De la même façon, et tout en sachant, monsieur le rapporteur, que tel n’est pas votre propos, nous ne pouvons pas confondre l’attente d’un nombre important de femmes d’un accouchement plus conforme à leurs désirs de bien-être avec l’injonction qui monte dans certaines associations d’accoucher comme on le faisait il y a des décennies. Nous ne saurions accepter que certains milieux, au nom d’une idéologie, cherchent à récupérer le mouvement des maisons de naissance.

La proposition de loi de Mme Muguette Dini, qui a été adoptée en première lecture au Sénat, tend précisément à permettre la mise en place de maisons de naissance à côté des maternités classiques. Quoi qu’il en soit, l’exigence à laquelle nous devons répondre aujourd’hui est celle de l’instauration de filières d’accouchement physiologique, y compris dans les maternités classiques. Pour répondre à la demande de femmes qui ne veulent pas accoucher dans un environnement systématiquement médicalisé, nous devons faire en sorte que, dans les maternités, se mettent en place, davantage que cela peut être le cas aujourd’hui, des filières d’accouchement physiologique dans les établissements existants.

Il ne s’agit pas d’opposer ces filières d’accouchement physiologique aux maisons de naissance, lesquelles sont une des formes que peut prendre la réponse aux demandes des femmes. C’est la raison pour laquelle – je l’ai dit au Sénat et je le répète ici – le Gouvernement ne marque aucune opposition à cette démarche, dès lors qu’un certain nombre de conditions sont posées, à commencer par la sécurité absolue des femmes au moment de l’accouchement. Je crois, monsieur le rapporteur, que vous partagez cette position. Nous ne pouvons pas transiger sur ce point.

À cet égard, cette proposition de loi comporte des dispositions tout à fait importantes. D’abord, seuls les accouchements présentant un faible niveau de risque pourront être réalisés dans les maisons de naissance. Ensuite, ces maisons devront être attenantes – le mot a son importance – à une maternité. Cette disposition est absolument indispensable dans le cas où surviendraient des complications. Par ailleurs, la Haute autorité de santé rédigera un cahier des charges sur les conditions de l’expérimentation. Enfin, je signerai moi-même l’arrêté qui désignera les lieux où les maisons de naissance seront expérimentées.

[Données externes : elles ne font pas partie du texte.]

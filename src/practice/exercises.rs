//! The built-in exercise catalog.

use crate::coach::Difficulty;

use super::{ExerciseKind, PracticeExercise};

/// Static array of all built-in practice exercises.
pub static PRACTICE_EXERCISES: &[PracticeExercise] = &[
    PracticeExercise {
        id: "fallacy-1",
        kind: ExerciseKind::Fallacy,
        title: "Nustatykite klaidą",
        description: "Aptikite loginius klaidingumus argumentuose",
        difficulty: Difficulty::Beginner,
        time_limit_secs: 30,
        question: "\"Visi perka naują išmanųjį telefoną, todėl jis turbūt yra geriausias.\"",
        options: &[
            "Ad Hominem",
            "Bandwagon klaidingumas",
            "Straw Man",
            "Klaidinga dilema",
        ],
        correct_answer: Some(1),
        explanation: "Tai yra Bandwagon klaidingumas - argumentavimas, kad kažkas yra tiesa ar gerai, nes daugelis žmonių tuo tiki ar taip daro.",
        points: 10,
    },
    PracticeExercise {
        id: "quick-response-1",
        kind: ExerciseKind::QuickResponse,
        title: "Greitas kontrargumentas",
        description: "Sukurkite greitą atsakymą į priešingą nuomonę",
        difficulty: Difficulty::Intermediate,
        time_limit_secs: 45,
        question: "Priešingo argumento: \"Namų darbai turėtų būti uždrausti, nes sukelia stresą ir atima šeimos laiką.\"",
        options: &[],
        correct_answer: None,
        explanation: "Geri kontrargumentai galėtų sutelkti dėmesį į: mokymosi stiprinimą, laiko valdymo įgūdžius, akademinį pasiruošimą arba subalansuoto požiūrio sprendimus.",
        points: 15,
    },
    PracticeExercise {
        id: "evidence-1",
        kind: ExerciseKind::EvidenceAnalysis,
        title: "Įrodymų vertinimas",
        description: "Įvertinkite įrodymų stiprumą",
        difficulty: Difficulty::Intermediate,
        time_limit_secs: 60,
        question: "Įvertinkite šį įrodymą: \"50 vidurinės mokyklos mokinių tyrimas parodė, kad 80% renkasi nuotolinį mokymąsi.\"",
        options: &[
            "Labai stiprus - didelė imtis, aiškūs rezultatai",
            "Vidutiniškai stiprus - geras procentas, ribota imtis",
            "Silpnas - maža imtis, galimas šališkumas",
            "Neteisingas - nepakanka informacijos",
        ],
        correct_answer: Some(2),
        explanation: "Šis įrodymas yra silpnas dėl mažos imties dydžio (50 mokinių) ir galimo atrankos šališkumo. Stipresnis tyrimas reikalautų didesnės, įvairesnės imties.",
        points: 15,
    },
    PracticeExercise {
        id: "fallacy-2",
        kind: ExerciseKind::Fallacy,
        title: "Pažangus klaidingumo aptikimas",
        description: "Nustatykite subtilias logines klaidas",
        difficulty: Difficulty::Advanced,
        time_limit_secs: 45,
        question: "\"Mano oponentas pasisako už atsinaujinančią energiją, bet jis vairuoja benzininį automobilį, todėl jo argumentas neteisingas.\"",
        options: &[
            "Tu Quoque (Tu irgi)",
            "Ad Hominem",
            "Straw Man",
            "Kreipimasis į autoritetą",
        ],
        correct_answer: Some(0),
        explanation: "Tai yra Tu Quoque klaidingumas - argumento atmetimas nurodant veidmainystę, o ne nagrinėjant argumento turinį.",
        points: 20,
    },
    PracticeExercise {
        id: "counter-argument-1",
        kind: ExerciseKind::CounterArgument,
        title: "Sukurkite kontrargumentą",
        description: "Konstruokite loginius priešingus argumentus",
        difficulty: Difficulty::Advanced,
        time_limit_secs: 90,
        question: "Pradinis argumentas: \"Socialiniai tinklai turėtų būti reguliuojami, nes skleidžia dezinformaciją ir kenkia psichikos sveikatai.\"",
        options: &[],
        correct_answer: None,
        explanation: "Stiprūs kontrargumentai galėtų paliesti: žodžio laisvės principus, platformų savireguliaciją, naudotojų švietimą, vyriausybės perdėto įsitraukimo rūpesčius ar poveikį inovacijoms.",
        points: 25,
    },
];

/// Returns all built-in exercises in catalog order.
pub fn all() -> &'static [PracticeExercise] {
    PRACTICE_EXERCISES
}

/// Returns the full exercise pool in a fresh random order.
pub fn shuffled() -> Vec<&'static PracticeExercise> {
    use rand::seq::SliceRandom;

    let mut pool: Vec<&'static PracticeExercise> = PRACTICE_EXERCISES.iter().collect();
    pool.shuffle(&mut rand::rng());
    pool
}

Mesdames, messieurs les députés, je n’ignore pas que des débats, qui ne datent d’ailleurs pas d’hier, ont traversé l’ensemble des groupes politiques sur cette question. À l’époque où j’étais parlementaire d’opposition, j’ai moi-même marqué mon soutien à la démarche des maisons de naissance dès lors qu’elle garantissait la sécurité et le respect des femmes et qu’elle ne visait pas à opérer une régression – j’y insiste – par rapport aux conquêtes des dernières décennies. En effet, il n’est écrit nulle part qu’il est mieux pour une femme d’accoucher dans la souffrance.

La présente proposition de loi peut permettre aux femmes de choisir les conditions de leur accouchement. C’est dans ce cadre que des expérimentations auront lieu, au terme desquelles nous pourrons tirer un certain nombre d’enseignements. Nous verrons alors si l’on peut les généraliser. Au nom du Gouvernement, je m’en remets donc aujourd’hui à la sagesse de l’Assemblée. Mais, au regard de ce que j’ai pu dire et de mes engagements antérieurs, vous aurez compris que mon regard est tout ce qu’il y a bienveillant à l’égard de cette proposition de loi. (Applaudissements sur tous les bancs.)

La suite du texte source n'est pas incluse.